Die Gerichtsbarkeit in den neuen Bundesländern
Zitat:
Mit der Wiedervereinigung wurden die Gerichte der DDR nicht aufgelöst und deren Richter entlassen. Der Einigungsvertrag versucht vielmehr mit umfangreichen Maßgaben in Anl. I Kap. III Sachgeb. A Abschn. III, diese Rechtspflegeorgane in das bundesdeutsche Rechtspflegesystem einzupassen. Dies war wohl weder politisch noch praktisch anders möglich. Vor der Einigung ging man allerdings sowohl von seiten der Bundesrepublik als auch von seiten der DDR von einer Unvereinbarkeit beider Rechtspflegesysteme aus.

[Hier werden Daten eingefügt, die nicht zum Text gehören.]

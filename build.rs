use std::env;
use std::process::Command;

fn main() {
    println!("cargo:rerun-if-changed=build.rs");
    println!("cargo:rerun-if-changed=.git/HEAD");

    let hash = command_output("git", &["rev-parse", "--short", "HEAD"])
        .filter(|hash| !hash.is_empty())
        .unwrap_or_else(|| "unknown".to_string());
    println!("cargo:rustc-env=GROCER_CORE_BUILD_HASH={hash}");

    let status = match command_output("git", &["status", "--porcelain"]) {
        Some(changes) if changes.is_empty() => "clean",
        Some(_) => "dirty",
        None => "unknown",
    };
    println!("cargo:rustc-env=GROCER_CORE_BUILD_STATUS={status}");

    let timestamp = chrono::Utc::now().to_rfc3339_opts(chrono::SecondsFormat::Secs, true);
    println!("cargo:rustc-env=GROCER_CORE_BUILD_TIMESTAMP={timestamp}");

    let profile = env::var("PROFILE").unwrap_or_else(|_| "unknown-profile".to_string());
    println!("cargo:rustc-env=GROCER_CORE_BUILD_PROFILE={profile}");

    let rustc = command_output("rustc", &["--version"]).unwrap_or_else(|| "unknown".to_string());
    println!("cargo:rustc-env=GROCER_CORE_BUILD_RUSTC={rustc}");
}

fn command_output(program: &str, args: &[&str]) -> Option<String> {
    let output = Command::new(program).args(args).output().ok()?;
    if !output.status.success() {
        return None;
    }
    String::from_utf8(output.stdout)
        .ok()
        .map(|text| text.trim().to_string())
}
mod common;

use assert_cmd::Command;
use common::temp_base;
use predicates::str::contains;

fn grocer(base: &std::path::Path, today: &str) -> Command {
    let mut cmd = Command::cargo_bin("grocer_cli").expect("binary");
    cmd.env("GROCER_CLI_SCRIPT", "1")
        .env("GROCER_CORE_HOME", base)
        .env("GROCER_CORE_TODAY", today)
        .env_remove("RUST_LOG");
    cmd
}

#[test]
fn script_mode_records_and_reports_targets() {
    let base = temp_base();
    let input = "add income 100 2025-01-07 --category Sales\n\
                 add income 200 2025-02-04\n\
                 targets --months 2\n\
                 exit\n";
    grocer(&base, "2025-03-04")
        .write_stdin(input)
        .assert()
        .success()
        .stdout(contains("Added income R$ 100,00 on 2025-01-07"))
        .stdout(contains("R$ 150,00"));

    let blob = std::fs::read_to_string(base.join("records").join("expenses.json"))
        .expect("snapshot written");
    assert!(blob.contains("\"category\": \"Sales\""));
}

#[test]
fn script_mode_pays_and_exports_pending_week() {
    let base = temp_base();
    let out = base.join("week.csv");
    let input = format!(
        "add expense 50 2025-11-20 --due 2025-11-29 --description Produce\n\
         add expense 30 2025-11-20 --due 2025-12-03\n\
         pending week\n\
         export week --out {}\n\
         pay week\n\
         pending week\n",
        out.display()
    );
    grocer(&base, "2025-11-26")
        .write_stdin(input)
        .assert()
        .success()
        .stdout(contains("1 expense(s), total R$ 50,00"))
        .stdout(contains("Exported 1 expense(s)"))
        .stdout(contains("1 expense(s) marked as paid."))
        .stdout(contains("Nothing pending for this period."));

    let csv = std::fs::read_to_string(&out).expect("export written");
    assert!(csv.contains("\"Produce\""));
}

#[test]
fn unknown_commands_get_a_suggestion() {
    let base = temp_base();
    grocer(&base, "2025-03-04")
        .write_stdin("pendng week\n")
        .assert()
        .success()
        .stdout(contains("Unknown command `pendng`"))
        .stdout(contains("Suggestion: `pending`?"));
}

#[test]
fn invalid_today_override_fails_fast() {
    let base = temp_base();
    grocer(&base, "04/03/2025")
        .write_stdin("exit\n")
        .assert()
        .failure();
}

So schrieb Riemann 1983 aus der Sicht der DDR: „Eine Gemeinsamkeit oder Kontinuität von bürgerlicher und sozialistischer Justiz und eine Annäherung beider sind ausgeschlossen“[1]. Ule antwortete 1990 hierauf: „(Diese Rechtsauffassung...) muß natürlich auch umgekehrt gelten. Eine Kontinuität der sozialistischen Justiz mit einer durch rechtsstaatliche Grundsätze geprägten Justiz (...) kann es nicht geben“[2].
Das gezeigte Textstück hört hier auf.